Pasada Del Rey v. Pearson (In Re Pearson) ( 1990 )


Menu:
  • 120 B.R. 396 (1990)

    In re Robert B. PEARSON and Candice C. Pearson, Debtors.
    PASADA DEL REY, Plaintiff,
    v.
    Robert B. PEARSON, Defendant.

    Bankruptcy No. 389-34993 RCM-7, Adv. No. 389-3841.

    United States Bankruptcy Court, N.D. Texas, Dallas Division.

    March 28, 1990.

    Vernon O. Teofan, Dallas, Tex., for defendant.

    Gerald P. Urbach, Dallas, Tex., for plaintiff.

    *397 MEMORANDUM OPINION ON MOTIONS FOR SUMMARY JUDGMENT

    ROBERT McGUIRE, Chief Judge.

    Pasada Del Rey ("Plaintiff" or "Partnership") and Robert B. Pearson ("Defendant" or "Debtor") both filed motions for summary judgment. Defendant alternatively moved for partial summary judgment.

    The undisputed facts are as follows:

    Defendant filed his voluntary petition for relief under Chapter 7 of Title 11 of the United States Code on August 10, 1989 (the "Petition Date").

    Plaintiff, a Louisiana limited partnership, filed its Complaint to Determine Dischargeability of Debt (the "Complaint") on November 21, 1989, alleging that the debt of Defendant to Plaintiff in the approximate amount of $260,000 is nondischargeable pursuant to 11 U.S.C. § 523(a)(2), which excepts from discharge debts incurred by debtors through false pretenses, false representations and actual fraud.

    The claim against Defendant, for which the nondischargeability determination is herein sought, arose out of the compromise and settlement of alleged securities fraud by Defendant in 1973, which was more particularly described in that certain complaint filed in the United States District Court for the Eastern District of Louisiana in 1974 (the "Securities Suit") by Adrian B. Cairnes, Jr., et al.[1] (the "Securities Plaintiffs"), said complaint bearing Civil Action No. 74-2943. Plaintiff herein was not among the Security Plaintiffs, but was, in fact, a codefendant with Defendant in the Securities Suit. The Securities Suit was ultimately resolved through a Settlement Agreement dated July 29, 1975, without admission of liability by Defendant, under which Defendant withdrew from the Partnership and executed a Promissory Note in the original principal amount of $665,550 (the "Note") to the Partnership. Under the Settlement Agreement, a Stipulation by the parties to the Securities Suit (the "Stipulation") and a consent order entered in connection therewith (the "Consent Order"), it was agreed that the obligation represented by the Note would be nondischargeable in any bankruptcy filing by Defendant.

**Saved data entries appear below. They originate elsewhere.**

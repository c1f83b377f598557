use std::process::ExitCode;
use track_recorder::{Settings, logging, run};

#[tokio::main]
async fn main() -> ExitCode {
    logging::setup_logging();
    let settings = Settings::from_cli();

    match run(&settings).await {
        Ok(summary) => {
            println!(
                "Recorded {} points over {:.2} km ({} samples replayed)",
                summary.track.points.len(),
                summary.track.distance_km(),
                summary.delivered
            );
            for path in &summary.exported {
                println!("  wrote {}", path.display());
            }
            if let Some(report) = summary.synced {
                println!("  synced {} drafts ({} failed)", report.synced, report.failed);
            }
            ExitCode::SUCCESS
        }
        Err(e) => {
            tracing::error!("{e}");
            ExitCode::FAILURE
        }
    }
}
//! Configuration for the facade, the renderers and the tracking session

use crate::coords::GeoPoint;
use crate::marker::UnifiedMarker;
use crate::renderer::MapContext;
use serde::{Deserialize, Serialize};
use std::time::Duration;

/// Bounded polling used while waiting for a container to get a layout size
#[derive(Debug, Clone, Copy, PartialEq, Serialize, Deserialize)]
#[serde(default)]
pub struct LayoutWait {
    /// Delay between two size checks in milliseconds.
    /// Default: 100
    pub interval_ms: u64,
    /// Checks performed before giving up.
    /// Default: 100
    pub max_attempts: u32,
}

impl Default for LayoutWait {
    fn default() -> Self {
        Self {
            interval_ms: 100,
            max_attempts: 100,
        }
    }
}

impl LayoutWait {
    #[inline]
    pub fn interval(&self) -> Duration {
        Duration::from_millis(self.interval_ms)
    }
}

/// Options specific to the offline tile renderer
#[derive(Debug, Clone, PartialEq, Serialize, Deserialize)]
#[serde(default)]
pub struct OfflineOptions {
    /// Tileset served by the backend
    pub tileset: String,
    /// Base URL of the tile API; tiles live under `{api_base}/tiles/{tileset}/`
    pub api_base: String,
    /// Draw the online tiles underneath the offline ones
    pub online_fallback: bool,
    /// Opacity of the online fallback layer
    pub fallback_opacity: f32,
    /// Draw a dashed rectangle around the tileset coverage
    pub show_bounds_overlay: bool,
    /// Fit the view to the tileset coverage once metadata is loaded
    pub fit_to_bounds: bool,
}

impl Default for OfflineOptions {
    fn default() -> Self {
        Self {
            tileset: "test-raster".to_string(),
            api_base: "http://localhost:8000/api".to_string(),
            online_fallback: true,
            fallback_opacity: 0.3,
            show_bounds_overlay: true,
            fit_to_bounds: true,
        }
    }
}

/// Per-initialization map configuration
#[derive(Debug, Clone, Default, PartialEq, Serialize, Deserialize)]
#[serde(default)]
pub struct MapConfig {
    /// Explicit context; takes precedence over `provider`
    pub context: Option<MapContext>,
    /// Legacy provider name (`leaflet`, `yandex`)
    pub provider: Option<String>,
    /// Initial center; each renderer has its own default
    pub center: Option<GeoPoint>,
    pub zoom: Option<f64>,
    /// Markers rendered right after initialization
    pub markers: Vec<UnifiedMarker>,
    /// Reuse an already registered map bound to the same container
    pub preserve_state: bool,
    pub offline: OfflineOptions,
    pub layout: LayoutWait,
    /// Routing renderer viewport margin `[top, right, bottom, left]` in pixels
    pub margin: Option<[f64; 4]>,
}

impl MapConfig {
    /// Context requested by this configuration, online tiles when unspecified
    pub fn resolve_context(&self) -> MapContext {
        self.context
            .or_else(|| {
                self.provider
                    .as_deref()
                    .and_then(|p| p.parse::<MapContext>().ok())
            })
            .unwrap_or_default()
    }
}

/// Filtering thresholds applied to incoming GPS samples
#[derive(Debug, Clone, Copy, PartialEq, Serialize, Deserialize)]
#[serde(default)]
pub struct TrackingConfig {
    /// Samples reporting a worse horizontal accuracy are dropped.
    /// Default: 50 m
    pub max_accuracy_m: f64,
    /// Samples closer than this to the last accepted point are dropped.
    /// Default: 5 m
    pub min_step_m: f64,
    /// Ask the platform for its most accurate positioning
    pub high_accuracy: bool,
    /// Platform timeout for a single fix in milliseconds
    pub timeout_ms: u64,
    /// Oldest cached fix the platform may return, in milliseconds
    pub maximum_age_ms: u64,
}

impl Default for TrackingConfig {
    fn default() -> Self {
        Self {
            max_accuracy_m: 50.0,
            min_step_m: 5.0,
            high_accuracy: true,
            timeout_ms: 10_000,
            maximum_age_ms: 1_000,
        }
    }
}

/// Facade-wide configuration
#[derive(Debug, Clone, PartialEq, Serialize, Deserialize)]
#[serde(default)]
pub struct FacadeConfig {
    /// Context activated on construction
    pub default_context: MapContext,
    /// Start in online mode; offline mode only allows the offline renderer
    pub online: bool,
    pub tracking: TrackingConfig,
}

impl Default for FacadeConfig {
    fn default() -> Self {
        Self {
            default_context: MapContext::OnlineTile,
            online: true,
            tracking: TrackingConfig::default(),
        }
    }
}
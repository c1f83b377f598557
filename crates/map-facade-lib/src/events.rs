//! Subscriber registry that survives renderer swaps
//!
//! Subscribers register per event kind on the bridge, never on a renderer. Binding
//! installs a single dispatcher per subscribed kind on the active renderer; the
//! dispatcher reads the live subscriber list, so subscriptions made after binding
//! are picked up without reinstalling anything.

use crate::renderer::{EventKind, MapEvent, MapRenderer, NativeListener};
use std::collections::HashMap;
use std::panic::{AssertUnwindSafe, catch_unwind};
use std::sync::atomic::{AtomicU64, Ordering};
use std::sync::{Arc, Mutex, MutexGuard};

/// Outcome of one handler invocation; errors are logged and swallowed
pub type HandlerResult = std::result::Result<(), String>;

pub type Handler = Arc<dyn Fn(&MapEvent) -> HandlerResult + Send + Sync>;

#[derive(Clone, Copy, Debug, PartialEq, Eq, Hash, PartialOrd, Ord)]
pub struct SubscriptionId(u64);

type Subscribers = Arc<Mutex<Vec<(SubscriptionId, Handler)>>>;

fn lock<T>(mutex: &Mutex<T>) -> MutexGuard<'_, T> {
    mutex.lock().unwrap_or_else(|poisoned| poisoned.into_inner())
}

#[derive(Default)]
pub struct EventBridge {
    subscribers: HashMap<EventKind, Subscribers>,
    next_id: AtomicU64,
}

impl EventBridge {
    pub fn new() -> Self {
        Self::default()
    }

    pub fn subscribe(
        &mut self,
        kind: EventKind,
        handler: impl Fn(&MapEvent) -> HandlerResult + Send + Sync + 'static,
    ) -> SubscriptionId {
        let id = SubscriptionId(self.next_id.fetch_add(1, Ordering::Relaxed));
        lock(self.subscribers.entry(kind).or_default()).push((id, Arc::new(handler)));
        id
    }

    /// Returns false when the id is unknown
    pub fn unsubscribe(&mut self, id: SubscriptionId) -> bool {
        self.subscribers.values().any(|list| {
            let mut list = lock(list);
            let before = list.len();
            list.retain(|(sub, _)| *sub != id);
            list.len() != before
        })
    }

    pub fn subscriber_count(&self, kind: EventKind) -> usize {
        self.subscribers.get(&kind).map_or(0, |list| lock(list).len())
    }

    /// Kinds that currently have at least one subscriber
    pub fn active_kinds(&self) -> Vec<EventKind> {
        EventKind::ALL
            .into_iter()
            .filter(|kind| self.subscriber_count(*kind) > 0)
            .collect()
    }

    /// Install one dispatcher per subscribed kind on `renderer`, clear the other slots
    pub fn bind(&self, renderer: &mut dyn MapRenderer) {
        for kind in EventKind::ALL {
            let listener = match self.subscribers.get(&kind) {
                Some(list) if !lock(list).is_empty() => Some(dispatcher(kind, list.clone())),
                _ => None,
            };
            renderer.set_listener(kind, listener);
        }
        tracing::trace!(
            context = %renderer.context(),
            listeners = renderer.native_listener_count(),
            "event bridge bound"
        );
    }

    /// Clear every slot on a renderer that is no longer active
    pub fn unbind(&self, renderer: &mut dyn MapRenderer) {
        for kind in EventKind::ALL {
            renderer.set_listener(kind, None);
        }
    }

    /// Deliver `event` to its subscribers directly
    pub fn dispatch(&self, event: &MapEvent) {
        if let Some(list) = self.subscribers.get(&event.kind()) {
            run_handlers(event, list);
        }
    }
}

fn dispatcher(kind: EventKind, list: Subscribers) -> NativeListener {
    Arc::new(move |event: &MapEvent| {
        debug_assert_eq!(event.kind(), kind);
        run_handlers(event, &list);
    })
}

fn run_handlers(event: &MapEvent, list: &Mutex<Vec<(SubscriptionId, Handler)>>) {
    #[cfg(feature = "profiling")]
    profiling::scope!("EventBridge::run_handlers");
    // Handlers may subscribe or unsubscribe while running
    let snapshot: Vec<(SubscriptionId, Handler)> = lock(list).clone();
    for (id, handler) in snapshot {
        match catch_unwind(AssertUnwindSafe(|| handler(event))) {
            Ok(Ok(())) => {}
            Ok(Err(e)) => {
                tracing::debug!(kind = ?event.kind(), subscription = ?id, error = %e, "event handler failed");
            }
            Err(_) => {
                tracing::warn!(kind = ?event.kind(), subscription = ?id, "event handler panicked");
            }
        }
    }
}

impl std::fmt::Debug for EventBridge {
    fn fmt(&self, f: &mut std::fmt::Formatter<'_>) -> std::fmt::Result {
        f.debug_struct("EventBridge")
            .field("active_kinds", &self.active_kinds())
            .finish()
    }
}

#[cfg(test)]
mod tests {
    use super::*;
    use crate::config::MapConfig;
    use crate::coords::{GeoPoint, ScreenSize};
    use crate::host::StaticHost;
    use crate::renderer::{OnlineTileRenderer, RoutingRenderer};
    use std::sync::atomic::AtomicUsize;

    fn host() -> Arc<StaticHost> {
        Arc::new(StaticHost::with_container("map", ScreenSize::new(400.0, 300.0)))
    }

    #[test]
    fn test_failing_handlers_are_isolated() {
        let mut bridge = EventBridge::new();
        let hits = Arc::new(AtomicUsize::new(0));
        bridge.subscribe(EventKind::ZoomStart, |_| Err("nope".into()));
        bridge.subscribe(EventKind::ZoomStart, |_| panic!("handler bug"));
        let counter = hits.clone();
        bridge.subscribe(EventKind::ZoomStart, move |_| {
            counter.fetch_add(1, Ordering::SeqCst);
            Ok(())
        });

        bridge.dispatch(&MapEvent::ZoomStart);
        assert_eq!(hits.load(Ordering::SeqCst), 1);
    }

    #[test]
    fn test_unsubscribe() {
        let mut bridge = EventBridge::new();
        let a = bridge.subscribe(EventKind::Click, |_| Ok(()));
        bridge.subscribe(EventKind::Click, |_| Ok(()));
        assert_eq!(bridge.subscriber_count(EventKind::Click), 2);
        assert!(bridge.unsubscribe(a));
        assert!(!bridge.unsubscribe(a));
        assert_eq!(bridge.subscriber_count(EventKind::Click), 1);
    }

    #[tokio::test]
    async fn test_one_listener_per_kind_across_renderers() {
        let mut bridge = EventBridge::new();
        let hits = Arc::new(AtomicUsize::new(0));
        for _ in 0..3 {
            let hits = hits.clone();
            bridge.subscribe(EventKind::Move, move |_| {
                hits.fetch_add(1, Ordering::SeqCst);
                Ok(())
            });
        }
        bridge.subscribe(EventKind::Zoom, |_| Ok(()));

        let mut online = OnlineTileRenderer::new(host());
        online.init("map", &MapConfig::default()).await.unwrap();
        let mut routing = RoutingRenderer::new(host(), None);
        routing.init("map", &MapConfig::default()).await.unwrap();

        for _ in 0..2 {
            bridge.bind(&mut online);
            bridge.bind(&mut routing);
        }
        assert_eq!(online.native_listener_count(), 2);
        assert_eq!(routing.native_listener_count(), 2);

        routing.set_view(GeoPoint::new(50.0, 30.0), 10.0);
        assert_eq!(hits.load(Ordering::SeqCst), 3);

        // subscriptions made after binding are seen by the installed dispatcher
        let late = Arc::new(AtomicUsize::new(0));
        let counter = late.clone();
        bridge.subscribe(EventKind::Move, move |_| {
            counter.fetch_add(1, Ordering::SeqCst);
            Ok(())
        });
        online.set_view(GeoPoint::new(51.0, 31.0), 6.0);
        assert_eq!(late.load(Ordering::SeqCst), 1);
    }

    #[tokio::test]
    async fn test_bind_clears_unsubscribed_kinds() {
        let mut bridge = EventBridge::new();
        let id = bridge.subscribe(EventKind::Click, |_| Ok(()));
        let mut online = OnlineTileRenderer::new(host());
        online.init("map", &MapConfig::default()).await.unwrap();
        bridge.bind(&mut online);
        assert_eq!(online.native_listener_count(), 1);

        bridge.unsubscribe(id);
        bridge.bind(&mut online);
        assert_eq!(online.native_listener_count(), 0);
    }
}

    The first issue is whether the 1975 settlement agreement and order in the prior Securities Suit will preclude Defendant from litigating his defenses under the doctrine of collateral estoppel. The United States Supreme Court held in Brown v. Felsen, 442 U.S. 127, 99 S. Ct. 2205, 60 L. Ed. 2d 767 (1979) that the doctrine of res judicata is not applicable to the determination of dischargeability of debt by a Bankruptcy Court. However the court noted that "[i]f in the course of adjudicating a state-law question, a state court should determine factual issues using standards identical to those of § 17 [now § 523], then collateral estoppel, in the absence of countervailing statutory policy, would bar relitigation of those issues in the bankruptcy court." 442 U.S. at 139 n. 10, 99 S. Ct. at 2213 n. 10.

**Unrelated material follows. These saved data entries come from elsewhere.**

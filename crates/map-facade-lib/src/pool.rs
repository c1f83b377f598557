//! Keyed cache of renderer adapters, one per context

use crate::renderer::{MapContext, MapRenderer};
use std::collections::HashMap;

struct PooledRenderer {
    renderer: Box<dyn MapRenderer>,
    /// Container the adapter's native map was last bound to
    container_id: Option<String>,
}

/// Owns every adapter the facade has created
///
/// Adapters are reused across activations. A dead adapter (destroyed behind the
/// pool's back) is evicted the next time it is looked up.
#[derive(Default)]
pub struct RendererPool {
    renderers: HashMap<MapContext, PooledRenderer>,
    created: usize,
}

impl RendererPool {
    pub fn new() -> Self {
        Self::default()
    }

    /// Live adapter for `context`, evicting it first if it is dead
    pub fn checkout(&mut self, context: MapContext) -> Option<&mut (dyn MapRenderer + 'static)> {
        if self
            .renderers
            .get(&context)
            .is_some_and(|p| !p.renderer.is_alive())
        {
            tracing::debug!(%context, "evicting dead renderer from pool");
            self.renderers.remove(&context);
        }
        self.renderers
            .get_mut(&context)
            .map(|p| p.renderer.as_mut())
    }

    pub fn get(&self, context: MapContext) -> Option<&(dyn MapRenderer + 'static)> {
        self.renderers
            .get(&context)
            .filter(|p| p.renderer.is_alive())
            .map(|p| p.renderer.as_ref())
    }

    pub fn get_mut(&mut self, context: MapContext) -> Option<&mut (dyn MapRenderer + 'static)> {
        self.renderers
            .get_mut(&context)
            .filter(|p| p.renderer.is_alive())
            .map(|p| p.renderer.as_mut())
    }

    pub fn contains(&self, context: MapContext) -> bool {
        self.get(context).is_some()
    }

    /// Store a freshly created adapter, replacing (and destroying) any previous one
    pub fn insert(&mut self, renderer: Box<dyn MapRenderer>) -> &mut (dyn MapRenderer + 'static) {
        let context = renderer.context();
        self.created += 1;
        if let Some(mut previous) = self.renderers.remove(&context) {
            previous.renderer.destroy();
        }
        let entry = self.renderers.entry(context).or_insert(PooledRenderer {
            renderer,
            container_id: None,
        });
        entry.renderer.as_mut()
    }

    /// Record that `context` now owns `container_id`
    ///
    /// Any other pooled adapter claiming the same container is destroyed and evicted,
    /// so two live native maps never share one container.
    pub fn bind_container(&mut self, context: MapContext, container_id: &str) {
        let stale: Vec<MapContext> = self
            .renderers
            .iter()
            .filter(|(ctx, p)| **ctx != context && p.container_id.as_deref() == Some(container_id))
            .map(|(ctx, _)| *ctx)
            .collect();
        for ctx in stale {
            if let Some(mut pooled) = self.renderers.remove(&ctx) {
                tracing::debug!(context = %ctx, container_id, "container taken over, destroying renderer");
                pooled.renderer.destroy();
            }
        }
        if let Some(pooled) = self.renderers.get_mut(&context) {
            pooled.container_id = Some(container_id.to_string());
        }
    }

    pub fn container_of(&self, context: MapContext) -> Option<&str> {
        self.renderers
            .get(&context)
            .and_then(|p| p.container_id.as_deref())
    }

    /// Destroy and drop the adapter for `context`
    pub fn evict(&mut self, context: MapContext) -> bool {
        match self.renderers.remove(&context) {
            Some(mut pooled) => {
                pooled.renderer.destroy();
                true
            }
            None => false,
        }
    }

    /// Contexts with a live adapter, in a stable order
    pub fn contexts(&self) -> Vec<MapContext> {
        let mut contexts: Vec<MapContext> = self
            .renderers
            .iter()
            .filter(|(_, p)| p.renderer.is_alive())
            .map(|(ctx, _)| *ctx)
            .collect();
        contexts.sort();
        contexts
    }

    pub fn len(&self) -> usize {
        self.renderers.len()
    }

    pub fn is_empty(&self) -> bool {
        self.renderers.is_empty()
    }

    /// Adapters created over the pool's lifetime
    pub fn created(&self) -> usize {
        self.created
    }

    pub fn shutdown(&mut self) {
        for (context, mut pooled) in self.renderers.drain() {
            tracing::debug!(%context, "shutting down renderer");
            pooled.renderer.destroy();
        }
    }
}

impl std::fmt::Debug for RendererPool {
    fn fmt(&self, f: &mut std::fmt::Formatter<'_>) -> std::fmt::Result {
        f.debug_struct("RendererPool")
            .field("contexts", &self.contexts())
            .field("created", &self.created)
            .finish()
    }
}

#[cfg(test)]
mod tests {
    use super::*;
    use crate::config::MapConfig;
    use crate::coords::ScreenSize;
    use crate::host::StaticHost;
    use crate::renderer::{OnlineTileRenderer, RoutingRenderer};
    use std::sync::Arc;

    fn host() -> Arc<StaticHost> {
        Arc::new(StaticHost::with_container("map", ScreenSize::new(400.0, 300.0)))
    }

    #[test]
    fn test_dead_renderer_is_evicted() {
        let mut pool = RendererPool::new();
        pool.insert(Box::new(OnlineTileRenderer::new(host())));
        assert!(pool.checkout(MapContext::OnlineTile).is_some());

        pool.get_mut(MapContext::OnlineTile).unwrap().destroy();
        assert!(pool.get(MapContext::OnlineTile).is_none());
        assert!(pool.checkout(MapContext::OnlineTile).is_none());
        assert!(pool.is_empty());
    }

    #[tokio::test]
    async fn test_one_live_map_per_container() {
        let host = host();
        let mut pool = RendererPool::new();
        let config = MapConfig::default();

        let online = pool.insert(Box::new(OnlineTileRenderer::new(host.clone())));
        online.init("map", &config).await.unwrap();
        pool.bind_container(MapContext::OnlineTile, "map");

        let routing = pool.insert(Box::new(RoutingRenderer::new(host.clone(), None)));
        routing.init("map", &config).await.unwrap();
        pool.bind_container(MapContext::RoutingProvider, "map");

        assert_eq!(pool.contexts(), vec![MapContext::RoutingProvider]);
        assert_eq!(pool.container_of(MapContext::RoutingProvider), Some("map"));
        assert_eq!(pool.created(), 2);
    }

    #[test]
    fn test_shutdown_destroys_everything() {
        let mut pool = RendererPool::new();
        pool.insert(Box::new(OnlineTileRenderer::new(host())));
        pool.insert(Box::new(RoutingRenderer::new(host(), None)));
        assert_eq!(pool.len(), 2);
        pool.shutdown();
        assert!(pool.is_empty());
        assert!(!pool.evict(MapContext::OnlineTile));
    }
}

    The federal test for applying the doctrine of collateral estoppel requires that (i) the issue to be precluded must be identical to that involved in the prior action, (ii) in the prior action the issue must have actually been litigated, and (iii) the determination made of the issue must have been necessary to the resulting judgment. In re Shuler, 722 F.2d 1253, 1256 (5th Cir.1984), cert. denied, 469 U.S. 817, 105 S. Ct. 85, 83 L. Ed. 2d 32 (1984); In re Church, 69 B.R. 425 (Bankr.N.D.Tex.1987); In re McDonald, 73 B.R. 877 (Bankr.N.D.Tex.1987).

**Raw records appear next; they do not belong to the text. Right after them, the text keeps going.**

//! View state shared by every native map: center, zoom, size and projection

use super::{MapEvent, MapInstanceId};
use crate::coords::{self, Bounds, GeoPoint, ScreenPoint, ScreenSize};
use geo::Point;

/// Projection used by a backend's native engine
#[derive(Clone, Copy, Debug, PartialEq, Eq)]
pub(crate) enum Projection {
    /// EPSG:3857, used by the tile engines
    SphericalMercator,
    /// EPSG:3395, used by the routing provider
    EllipticalMercator,
}

impl Projection {
    fn to_meters(self, p: GeoPoint) -> Point<f64> {
        match self {
            Projection::SphericalMercator => coords::wgs84_to_mercator(p.lat, p.lon),
            Projection::EllipticalMercator => coords::wgs84_to_elliptical_mercator(p.lat, p.lon),
        }
    }

    fn to_geo(self, m: Point<f64>) -> GeoPoint {
        let (lat, lon) = match self {
            Projection::SphericalMercator => coords::mercator_to_wgs84(m.x(), m.y()),
            Projection::EllipticalMercator => coords::elliptical_mercator_to_wgs84(m.x(), m.y()),
        };
        GeoPoint::new(lat, lon)
    }
}

pub(crate) struct NativeMap {
    pub id: MapInstanceId,
    pub container_id: String,
    size: ScreenSize,
    center: GeoPoint,
    zoom: f64,
    min_zoom: f64,
    max_zoom: f64,
    projection: Projection,
    max_bounds: Option<Bounds>,
}

impl NativeMap {
    pub fn new(
        container_id: &str,
        size: ScreenSize,
        projection: Projection,
        max_zoom: f64,
        center: GeoPoint,
        zoom: f64,
    ) -> Self {
        Self {
            id: MapInstanceId::next(),
            container_id: container_id.to_string(),
            size,
            center,
            zoom: zoom.clamp(0.0, max_zoom),
            min_zoom: 0.0,
            max_zoom,
            projection,
            max_bounds: None,
        }
    }

    #[inline]
    pub fn center(&self) -> GeoPoint {
        self.center
    }

    #[inline]
    pub fn zoom(&self) -> f64 {
        self.zoom
    }

    #[inline]
    pub fn size(&self) -> ScreenSize {
        self.size
    }

    /// Move the view, returning the native events in firing order
    pub fn set_view(&mut self, center: GeoPoint, zoom: f64) -> Vec<MapEvent> {
        let zoom = zoom.clamp(self.min_zoom, self.max_zoom);
        let center = self.constrain(center);
        let zoom_changed = (zoom - self.zoom).abs() > f64::EPSILON;
        if center == self.center && !zoom_changed {
            return Vec::new();
        }

        let mut events = vec![MapEvent::MoveStart];
        if zoom_changed {
            events.push(MapEvent::ZoomStart);
        }
        self.center = center;
        self.zoom = zoom;
        events.push(MapEvent::Move { center });
        if zoom_changed {
            events.push(MapEvent::Zoom { zoom });
        }
        events
    }

    pub fn set_max_bounds(&mut self, bounds: Option<Bounds>) -> Vec<MapEvent> {
        self.max_bounds = bounds;
        let (center, zoom) = (self.center, self.zoom);
        self.set_view(center, zoom)
    }

    fn constrain(&self, p: GeoPoint) -> GeoPoint {
        match self.max_bounds {
            Some(b) => GeoPoint::new(
                p.lat.clamp(b.south_west.lat, b.north_east.lat),
                p.lon.clamp(b.south_west.lon, b.north_east.lon),
            ),
            None => p,
        }
    }

    fn world_px(&self, p: GeoPoint, zoom: f64) -> ScreenPoint {
        coords::meters_to_world_px(self.projection.to_meters(p), zoom)
    }

    fn from_world_px(&self, px: ScreenPoint, zoom: f64) -> GeoPoint {
        self.projection.to_geo(coords::world_px_to_meters(px, zoom))
    }

    pub fn project(&self, p: GeoPoint) -> ScreenPoint {
        let c = self.world_px(self.center, self.zoom);
        let w = self.world_px(p, self.zoom);
        ScreenPoint::new(
            w.x - c.x + self.size.width / 2.0,
            w.y - c.y + self.size.height / 2.0,
        )
    }

    pub fn unproject(&self, s: ScreenPoint) -> GeoPoint {
        let c = self.world_px(self.center, self.zoom);
        let w = ScreenPoint::new(
            s.x - self.size.width / 2.0 + c.x,
            s.y - self.size.height / 2.0 + c.y,
        );
        self.from_world_px(w, self.zoom)
    }

    pub fn visible_bounds(&self) -> Bounds {
        Bounds::from_corners(
            self.unproject(ScreenPoint::new(0.0, 0.0)),
            self.unproject(ScreenPoint::new(self.size.width, self.size.height)),
        )
    }

    /// Largest whole zoom at which `bounds` fits inside the padded viewport
    pub fn bounds_zoom(&self, bounds: Bounds, padding: f64) -> f64 {
        let avail_w = (self.size.width - 2.0 * padding).max(1.0);
        let avail_h = (self.size.height - 2.0 * padding).max(1.0);
        let sw = self.projection.to_meters(bounds.south_west);
        let ne = self.projection.to_meters(bounds.north_east);
        let span_x = (ne.x() - sw.x()).abs().max(1e-6);
        let span_y = (ne.y() - sw.y()).abs().max(1e-6);

        let zx = (avail_w * coords::EARTH_SIZE_METERS / (coords::TILE_SIZE * span_x)).log2();
        let zy = (avail_h * coords::EARTH_SIZE_METERS / (coords::TILE_SIZE * span_y)).log2();
        zx.min(zy).floor().clamp(self.min_zoom, self.max_zoom)
    }

    pub fn fit_bounds(&mut self, bounds: Bounds, padding: f64) -> Vec<MapEvent> {
        let zoom = self.bounds_zoom(bounds, padding);
        let sw = self.projection.to_meters(bounds.south_west);
        let ne = self.projection.to_meters(bounds.north_east);
        let mid = Point::new((sw.x() + ne.x()) / 2.0, (sw.y() + ne.y()) / 2.0);
        let center = self.projection.to_geo(mid);
        self.set_view(center, zoom)
    }

    pub fn pan_by(&mut self, dx: f64, dy: f64) -> Vec<MapEvent> {
        let c = self.world_px(self.center, self.zoom);
        let center = self.from_world_px(ScreenPoint::new(c.x - dx, c.y - dy), self.zoom);
        self.set_view(center, self.zoom)
    }

    /// Zoom by `delta` levels keeping the geographic position under `anchor` in place
    pub fn zoom_around(&mut self, delta: f64, anchor: ScreenPoint) -> Vec<MapEvent> {
        let target = (self.zoom + delta).clamp(self.min_zoom, self.max_zoom);
        let anchor_geo = self.unproject(anchor);
        let aw = self.world_px(anchor_geo, target);
        let cw = ScreenPoint::new(
            aw.x - (anchor.x - self.size.width / 2.0),
            aw.y - (anchor.y - self.size.height / 2.0),
        );
        let center = self.from_world_px(cw, target);
        self.set_view(center, target)
    }
}

#[cfg(test)]
mod tests {
    use super::*;

    fn map(projection: Projection) -> NativeMap {
        NativeMap::new(
            "map",
            ScreenSize::new(800.0, 600.0),
            projection,
            19.0,
            GeoPoint::new(55.7558, 37.6176),
            10.0,
        )
    }

    fn close(a: GeoPoint, b: GeoPoint) -> bool {
        (a.lat - b.lat).abs() < 1e-7 && (a.lon - b.lon).abs() < 1e-7
    }

    #[test]
    fn test_center_projects_to_middle() {
        for projection in [Projection::SphericalMercator, Projection::EllipticalMercator] {
            let m = map(projection);
            let p = m.project(m.center());
            assert!((p.x - 400.0).abs() < 1e-6);
            assert!((p.y - 300.0).abs() < 1e-6);
        }
    }

    #[test]
    fn test_unproject_inverts_project() {
        let m = map(Projection::EllipticalMercator);
        let target = GeoPoint::new(55.80, 37.70);
        assert!(close(m.unproject(m.project(target)), target));
    }

    #[test]
    fn test_projections_disagree_on_screen() {
        let spherical = map(Projection::SphericalMercator);
        let elliptical = map(Projection::EllipticalMercator);
        let target = GeoPoint::new(56.5, 37.6176);
        let a = spherical.project(target);
        let b = elliptical.project(target);
        assert!((a.y - b.y).abs() > 0.5);
    }

    #[test]
    fn test_set_view_event_order() {
        let mut m = map(Projection::SphericalMercator);
        let events = m.set_view(GeoPoint::new(50.0, 30.0), 12.0);
        assert_eq!(
            events,
            vec![
                MapEvent::MoveStart,
                MapEvent::ZoomStart,
                MapEvent::Move {
                    center: GeoPoint::new(50.0, 30.0)
                },
                MapEvent::Zoom { zoom: 12.0 },
            ]
        );
        assert!(m.set_view(GeoPoint::new(50.0, 30.0), 12.0).is_empty());

        let pan_only = m.set_view(GeoPoint::new(50.1, 30.0), 12.0);
        assert_eq!(pan_only.len(), 2);
    }

    #[test]
    fn test_fit_bounds_contains_bounds() {
        let mut m = map(Projection::SphericalMercator);
        let bounds = Bounds::from_wsen([40.0, 56.0, 41.0, 56.5]);
        m.fit_bounds(bounds, 20.0);
        let visible = m.visible_bounds();
        assert!(visible.contains(bounds.south_west));
        assert!(visible.contains(bounds.north_east));
        assert_eq!(m.zoom().fract(), 0.0);
    }

    #[test]
    fn test_max_bounds_clamps_center() {
        let mut m = map(Projection::SphericalMercator);
        m.set_max_bounds(Some(Bounds::from_wsen([40.0, 56.0, 41.0, 57.0])));
        assert_eq!(m.center(), GeoPoint::new(56.0, 40.0));
    }

    #[test]
    fn test_zoom_around_keeps_anchor() {
        let mut m = map(Projection::SphericalMercator);
        let anchor = ScreenPoint::new(100.0, 150.0);
        let before = m.unproject(anchor);
        m.zoom_around(2.0, anchor);
        assert_eq!(m.zoom(), 12.0);
        assert!(close(m.unproject(anchor), before));
    }

    #[test]
    fn test_pan_by_moves_center() {
        let mut m = map(Projection::SphericalMercator);
        let right = m.unproject(ScreenPoint::new(500.0, 300.0));
        m.pan_by(-100.0, 0.0);
        assert!(close(m.center(), right));
    }
}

    The present action involves a consent judgment. Courts have held collateral estoppel to apply to some consent judgments even though the second requirement, i.e., that the issue be actually litigated, was arguably not met. In In re Halpern, 810 F.2d 1061, 1064 (11th Cir.1987), the court held that "[t]he requirements that issues be actually litigated and necessary to the judgment in order for issue preclusion to apply are altered somewhat in the context *398 of consent decrees. . . . Instead, the central inquiry in determining the preclusive effect of a consent judgment is the intention of the parties as manifested in the judgment or other evidence." Thus, the question is one of intent. The Fifth Circuit, in Kaspar Wire Works, Inc. v. Leco Engineering & Mach., 575 F.2d 530 (5th Cir.1978) (a patent suit which involves some different considerations from Bankruptcy Court dischargeability litigation), held that, if the parties "indicated clearly the intention that the decree to be entered shall not only terminate the litigation of claims but, also, determine finally certain issues, then their intention should be effectuated." Id., at 539.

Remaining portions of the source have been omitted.